Gordon Thomas, the author of “The Pope’s Jews,” is a British
journalist who has written numerous works, a number of them on the
intelligence services of Great Britain and the United States, and a
couple on the Vatican.
In this book, he relies on personal interviews with Catholics and Jews
who lived in Rome during World War II and the archival sources of
diplomats, especially the British and Americans who lived in the Vatican
during that period.
This gives Thomas interesting perspectives on the day-to-day life of
those in Rome under Mussolini, Italian fascism and German occupation. He
is able to place the specific decisions made by Pope Pius XII and
Vatican officials with regard to harboring Jews into the larger context
of the Italian resistance to the Germans and efforts by Allied diplomats
and Vatican representatives to give refuge to Allied soldiers fleeing
capture by the Germans.
The result is a highly readable, and often riveting, book that gives a
very good sense not only of the difficulties faced by the Catholics in
saving their fellow Jewish Italian citizens but in surviving the daily
obstacles of finding food for themselves.
For this book, Thomas relied on a network of “researchers” from the
current Jewish community of Rome and in Israel, some of them close
relatives of the people whose lives he narrates in the book, as well as
in the United Kingdom and the United States.

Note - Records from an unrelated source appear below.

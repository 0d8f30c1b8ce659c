//! Telegram bot delivery through `sendMessage`.
//!
//! A `429` carries `parameters.retry_after` in its JSON body; that delay is
//! honoured a bounded number of times, up to
//! [`MAX_RATE_LIMIT_WAIT`](super::MAX_RATE_LIMIT_WAIT).

use std::time::Duration;

use async_trait::async_trait;
use reqwest::{Client, StatusCode};
use serde::{Deserialize, Serialize};
use tracing::{debug, warn};

use super::{NotificationChannel, rate_limit_wait};
use crate::notification::events::Notification;
use crate::utils::http_client::build_client;
use crate::{Error, Result};

const RATE_LIMIT_ATTEMPTS: u32 = 3;

/// `sendMessage` rejects longer texts.
const MESSAGE_LIMIT: usize = 4096;

const TRUNCATION_MARK: &str = "\n\n[truncated]";

const API_BASE: &str = "https://api.telegram.org";

/// How message text is rendered.
#[derive(Debug, Clone, Copy, Default, PartialEq, Eq)]
pub enum TelegramFormat {
    /// Bold title, escaped body, sent with `parse_mode=HTML`.
    #[default]
    Html,
    Text,
}

#[derive(Debug, Clone, PartialEq)]
pub struct TelegramConfig {
    pub enabled: bool,
    pub bot_token: String,
    /// User, group or channel id.
    pub chat_id: String,
    pub format: TelegramFormat,
    pub timeout_secs: u64,
}

fn default_timeout() -> u64 {
    30
}

impl Default for TelegramConfig {
    fn default() -> Self {
        Self {
            enabled: false,
            bot_token: String::new(),
            chat_id: String::new(),
            format: TelegramFormat::Html,
            timeout_secs: default_timeout(),
        }
    }
}

#[derive(Debug, Serialize)]
struct SendMessage<'a> {
    chat_id: &'a str,
    text: String,
    #[serde(skip_serializing_if = "Option::is_none")]
    parse_mode: Option<&'a str>,
}

#[derive(Debug, Default, Deserialize)]
struct ErrorReply {
    #[serde(default)]
    parameters: Option<ReplyParameters>,
}

#[derive(Debug, Deserialize)]
struct ReplyParameters {
    retry_after: Option<u64>,
}

pub struct TelegramChannel {
    config: TelegramConfig,
    client: Client,
}

impl TelegramChannel {
    pub fn new(config: TelegramConfig) -> Self {
        let client = build_client(Duration::from_secs(config.timeout_secs));
        Self { config, client }
    }

    fn is_html(&self) -> bool {
        self.config.format == TelegramFormat::Html
    }

    fn render(&self, notification: &Notification) -> String {
        let text = if self.is_html() {
            format!(
                "<b>{}</b>\n\n{}",
                escape_html(&notification.title),
                escape_html(&notification.body)
            )
        } else {
            format!("{}\n\n{}", notification.title, notification.body)
        };
        truncate(&text, MESSAGE_LIMIT)
    }

    fn request<'a>(&'a self, notification: &Notification) -> SendMessage<'a> {
        SendMessage {
            chat_id: &self.config.chat_id,
            text: self.render(notification),
            parse_mode: self.is_html().then_some("HTML"),
        }
    }

    async fn post(&self, message: &SendMessage<'_>) -> Result<()> {
        let url = format!("{}/bot{}/sendMessage", API_BASE, self.config.bot_token);

        for attempt in 1..=RATE_LIMIT_ATTEMPTS {
            // The URL embeds the bot token; keep it out of error text.
            let response = self
                .client
                .post(&url)
                .json(message)
                .send()
                .await
                .map_err(|e| Error::notification(format!("Telegram request failed: {}", e.without_url())))?;

            let status = response.status();
            if status.is_success() {
                return Ok(());
            }

            if status != StatusCode::TOO_MANY_REQUESTS {
                let body = response.text().await.unwrap_or_default();
                return Err(Error::notification(format!(
                    "Telegram rejected message with {}: {}",
                    status, body
                )));
            }

            let reply: ErrorReply = response.json().await.unwrap_or_default();
            let wait = rate_limit_wait(
                "Telegram",
                reply
                    .parameters
                    .and_then(|p| p.retry_after)
                    .map_or(Duration::from_secs(1), Duration::from_secs),
            )?;
            if attempt == RATE_LIMIT_ATTEMPTS {
                warn!(?wait, chat_id = %self.config.chat_id, "Telegram still rate limiting, giving up");
                break;
            }
            debug!(?wait, attempt, "Telegram rate limited");
            tokio::time::sleep(wait).await;
        }

        Err(Error::notification("Telegram rate limit not lifted"))
    }
}

#[async_trait]
impl NotificationChannel for TelegramChannel {
    fn channel_type(&self) -> &'static str {
        "telegram"
    }

    fn is_enabled(&self) -> bool {
        self.config.enabled && !self.config.bot_token.is_empty() && !self.config.chat_id.is_empty()
    }

    async fn send(&self, notification: &Notification) -> Result<()> {
        if !self.is_enabled() {
            return Ok(());
        }

        self.post(&self.request(notification)).await?;
        debug!(chat_id = %self.config.chat_id, title = %notification.title, "Delivered to Telegram");
        Ok(())
    }
}

fn escape_html(text: &str) -> String {
    text.replace('&', "&amp;")
        .replace('<', "&lt;")
        .replace('>', "&gt;")
}

fn truncate(text: &str, limit: usize) -> String {
    if text.chars().count() <= limit {
        return text.to_string();
    }
    let keep = limit.saturating_sub(TRUNCATION_MARK.chars().count());
    let mut out: String = text.chars().take(keep).collect();
    out.push_str(TRUNCATION_MARK);
    out
}

#[cfg(test)]
mod tests {
    use serde_json::Value;

    use super::*;

    fn chat(chat_id: &str) -> TelegramConfig {
        TelegramConfig {
            enabled: true,
            bot_token: "123456:bot-token".to_string(),
            chat_id: chat_id.to_string(),
            ..Default::default()
        }
    }

    #[test]
    fn test_enabled_needs_token_and_chat() {
        assert!(!TelegramChannel::new(TelegramConfig::default()).is_enabled());
        assert!(!TelegramChannel::new(chat("")).is_enabled());
        assert!(TelegramChannel::new(chat("-1001")).is_enabled());
    }

    #[test]
    fn test_html_request() {
        let channel = TelegramChannel::new(chat("-1001"));
        let notification = Notification::new(
            "🔴 alice is now LIVE!",
            "<3 Q&A\nGame: Just Chatting\nViewers: 7\nhttps://twitch.tv/alice",
        );

        let value: Value = serde_json::to_value(channel.request(&notification)).unwrap();

        assert_eq!(value["chat_id"], "-1001");
        assert_eq!(value["parse_mode"], "HTML");
        let text = value["text"].as_str().unwrap();
        assert!(text.starts_with("<b>🔴 alice is now LIVE!</b>\n\n"));
        assert!(text.contains("&lt;3 Q&amp;A"));
    }

    #[test]
    fn test_plain_request() {
        let channel = TelegramChannel::new(TelegramConfig {
            format: TelegramFormat::Text,
            ..chat("42")
        });

        let value: Value = serde_json::to_value(channel.request(&Notification::new("a < b", "c")))
            .unwrap();

        assert_eq!(value["text"], "a < b\n\nc");
        assert!(value.get("parse_mode").is_none());
    }

    #[test]
    fn test_truncate() {
        assert_eq!(truncate("short", 10), "short");

        let out = truncate(&"é".repeat(MESSAGE_LIMIT + 1), MESSAGE_LIMIT);
        assert_eq!(out.chars().count(), MESSAGE_LIMIT);
        assert!(out.ends_with(TRUNCATION_MARK));
    }

    #[test]
    fn test_error_reply_retry_after() {
        let reply: ErrorReply =
            serde_json::from_str(r#"{"ok":false,"error_code":429,"parameters":{"retry_after":5}}"#)
                .unwrap();
        assert_eq!(reply.parameters.and_then(|p| p.retry_after), Some(5));

        let reply: ErrorReply = serde_json::from_str(r#"{"ok":false}"#).unwrap();
        assert!(reply.parameters.is_none());
    }
}
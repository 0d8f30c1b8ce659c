use async_trait::async_trait;
use parking_lot::Mutex;

use crate::notification::Notifier;

/// Keeps every (title, body) it is asked to send.
#[derive(Default)]
pub(crate) struct RecordingNotifier {
    messages: Mutex<Vec<(String, String)>>,
}

impl RecordingNotifier {
    pub(crate) fn messages(&self) -> Vec<(String, String)> {
        self.messages.lock().clone()
    }
}

#[async_trait]
impl Notifier for RecordingNotifier {
    async fn notify(&self, title: &str, body: &str) {
        self.messages
            .lock()
            .push((title.to_string(), body.to_string()));
    }
}
//! # awsmeta-lint-rules
//!
//! Built-in rules for awsmeta-lint.
//!
//! ## Available Rules
//!
//! | Code | Name | Default | Description |
//! |------|------|---------|-------------|
//! | AM001 | `aws-iam-role-policy-hardcoded-region` | on | Regions in `aws_iam_role_policy.policy` |
//! | AM002 | `aws-iam-role-policy-hardcoded-partition` | on | Partitions in `aws_iam_role_policy.policy` ARNs |
//! | AM003 | `aws-iam-policy-hardcoded-region` | on | Regions in `aws_iam_policy.policy` |
//! | AM004 | `aws-iam-policy-hardcoded-partition` | on | Partitions in `aws_iam_policy.policy` ARNs |
//! | AM005 | `aws-provider-hardcoded-region` | off | Regions in `provider "aws"` |
//! | AM006 | `aws-meta-hardcoded` | on | Regions and partitions in any ARN |
//! | AM007 | `aws-service-principal-hardcoded` | off | `<service>.amazonaws.com` literals |
//! | AM008 | `aws-service-principal-dns-suffix` | on | Principals built from `dns_suffix` |
//!
//! ## Usage
//!
//! ```ignore
//! use awsmeta_lint_core::Analyzer;
//! use awsmeta_lint_rules::{AwsMetaHardcoded, Preset};
//!
//! let analyzer = Analyzer::builder()
//!     .root("./infra")
//!     .rules(Preset::Recommended.rules())
//!     .build()?;
//! ```

#![forbid(unsafe_code)]
#![warn(missing_docs)]

mod aws_iam_policy_hardcoded_partition;
mod aws_iam_policy_hardcoded_region;
mod aws_iam_role_policy_hardcoded_partition;
mod aws_iam_role_policy_hardcoded_region;
mod aws_meta_hardcoded;
mod aws_provider_hardcoded_region;
mod aws_service_principal_dns_suffix;
mod aws_service_principal_hardcoded;
mod presets;
#[cfg(test)]
mod test_support;

pub use aws_iam_policy_hardcoded_partition::AwsIamPolicyHardcodedPartition;
pub use aws_iam_policy_hardcoded_region::AwsIamPolicyHardcodedRegion;
pub use aws_iam_role_policy_hardcoded_partition::AwsIamRolePolicyHardcodedPartition;
pub use aws_iam_role_policy_hardcoded_region::AwsIamRolePolicyHardcodedRegion;
pub use aws_meta_hardcoded::AwsMetaHardcoded;
pub use aws_provider_hardcoded_region::AwsProviderHardcodedRegion;
pub use aws_service_principal_dns_suffix::AwsServicePrincipalDnsSuffix;
pub use aws_service_principal_hardcoded::AwsServicePrincipalHardcoded;
pub use presets::{all_rules, minimal_rules, recommended_rules, resolve, Preset, UnknownPreset};

/// Re-export core types for convenience.
pub use awsmeta_lint_core::{Issue, Rule, Severity};
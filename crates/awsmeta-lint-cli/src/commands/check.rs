//! Check command implementation.

use anyhow::{Context, Result};
use awsmeta_lint_core::{Analyzer, Config, RuleBox};
use awsmeta_lint_rules::{all_rules, resolve, Preset};
use std::path::Path;

use crate::config_resolver::ConfigSource;
use crate::OutputFormat;

/// Command-line options of `check`.
#[derive(Debug, Default)]
pub struct CheckOptions {
    /// Output format.
    pub format: OutputFormat,
    /// Comma-separated rule names or codes.
    pub rules: Option<String>,
    /// Extra exclude patterns.
    pub exclude: Vec<String>,
    /// Preset name, overriding the configuration.
    pub preset: Option<String>,
}

/// Runs the check command.
pub fn run(path: &Path, options: &CheckOptions, source: &ConfigSource) -> Result<()> {
    let config = load_config(source)?;
    let threshold = config
        .fail_threshold()
        .context("Invalid fail_on in configuration")?;

    let rules = match &options.rules {
        Some(filter) => filter_rules(filter),
        None => {
            let preset = select_preset(options.preset.as_deref(), &config)?;
            tracing::debug!("Using preset: {preset}");
            resolve(preset, &config)
        }
    };

    let analyzer = Analyzer::builder()
        .root(path)
        .excludes(options.exclude.iter().cloned())
        .rules(rules)
        .config(config)
        .build()
        .context("Failed to build analyzer")?;

    tracing::info!(
        "Analyzing {} with {} rules",
        path.display(),
        analyzer.rule_count()
    );

    let result = analyzer.analyze().context("Analysis failed")?;

    super::output::print(&result, options.format, analyzer.root())?;

    if result.truncated {
        tracing::warn!("Issue limit reached; results are incomplete");
    }

    if result.has_issues_at(threshold) {
        std::process::exit(1);
    }

    Ok(())
}

fn load_config(source: &ConfigSource) -> Result<Config> {
    let Some(path) = source.path() else {
        return Ok(Config::default());
    };
    if source.is_global() {
        tracing::info!("Using global config: {}", path.display());
    }
    Config::from_file(path).with_context(|| format!("Failed to load config: {}", path.display()))
}

fn select_preset(flag: Option<&str>, config: &Config) -> Result<Preset> {
    match flag.or(config.preset.as_deref()) {
        Some(name) => Ok(name.parse()?),
        None => Ok(Preset::default()),
    }
}

/// Picks rules by name or code, ignoring configured enablement.
fn filter_rules(filter: &str) -> Vec<RuleBox> {
    let wanted: Vec<&str> = filter
        .split(',')
        .map(str::trim)
        .filter(|s| !s.is_empty())
        .collect();

    for name in &wanted {
        if !all_rules()
            .iter()
            .any(|rule| rule.name() == *name || rule.code().eq_ignore_ascii_case(name))
        {
            tracing::warn!("Unknown rule: {}", name);
        }
    }

    all_rules()
        .into_iter()
        .filter(|rule| {
            wanted
                .iter()
                .any(|name| rule.name() == *name || rule.code().eq_ignore_ascii_case(name))
        })
        .collect()
}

He is thus able to draw on
memories, memoirs and diaries, some for the first time, in sketching the
portraits of those involved, including Pope Pius XII.
Thomas describes the actions of the spies of various countries,
including the plot by some in Germany to kill Hitler and Hitler’s plot
to kidnap the pope, and the awareness of and reactions to these by the
Vatican. He describes the “secret network” of British spies and Catholic
priests who worked with the Vatican to bring to safety within the
Vatican and Castel Gandolfo Allied troops who had escaped from the
Germans and who worked also to bring Jews to Italy from occupied
countries and into the safety of the many Vatican properties in Rome.
He narrates the perilous work of Catholic religious such as the Sisters
of Sion who hid thousands of Jews both before the German roundup of Jews
and especially afterward. He notes the role played by Vatican Radio in
exposing the anti-Semitic actions of the Nazis – broadcast content that
the pope would have had to approve. This in itself belies the false
charge that Pius XII was “silent” about the fate of the Jews.
This is a rich, complex story, and one filled with ambiguities, from
which the author does not shirk, of “what ifs” and “it could have been
more effective if.” In general Thomas concludes that the activities of
church personnel, much with the direct knowledge of the pope.
Thomas
often uses the phrase “the pope ordered” when referring to the actions
of Catholic authorities and religious to save Jews. Certainly these
saving deeds were done with his knowledge and approval, though not
necessarily at his “order.”
Indeed, many would not have needed “orders”
to save Jews.
“The Pope’s Jews: The Vatican’s Secret Plan to Save the Jews
from the Nazis” by Gordon Thomas. Thomas Dunne Books (New York, 2012).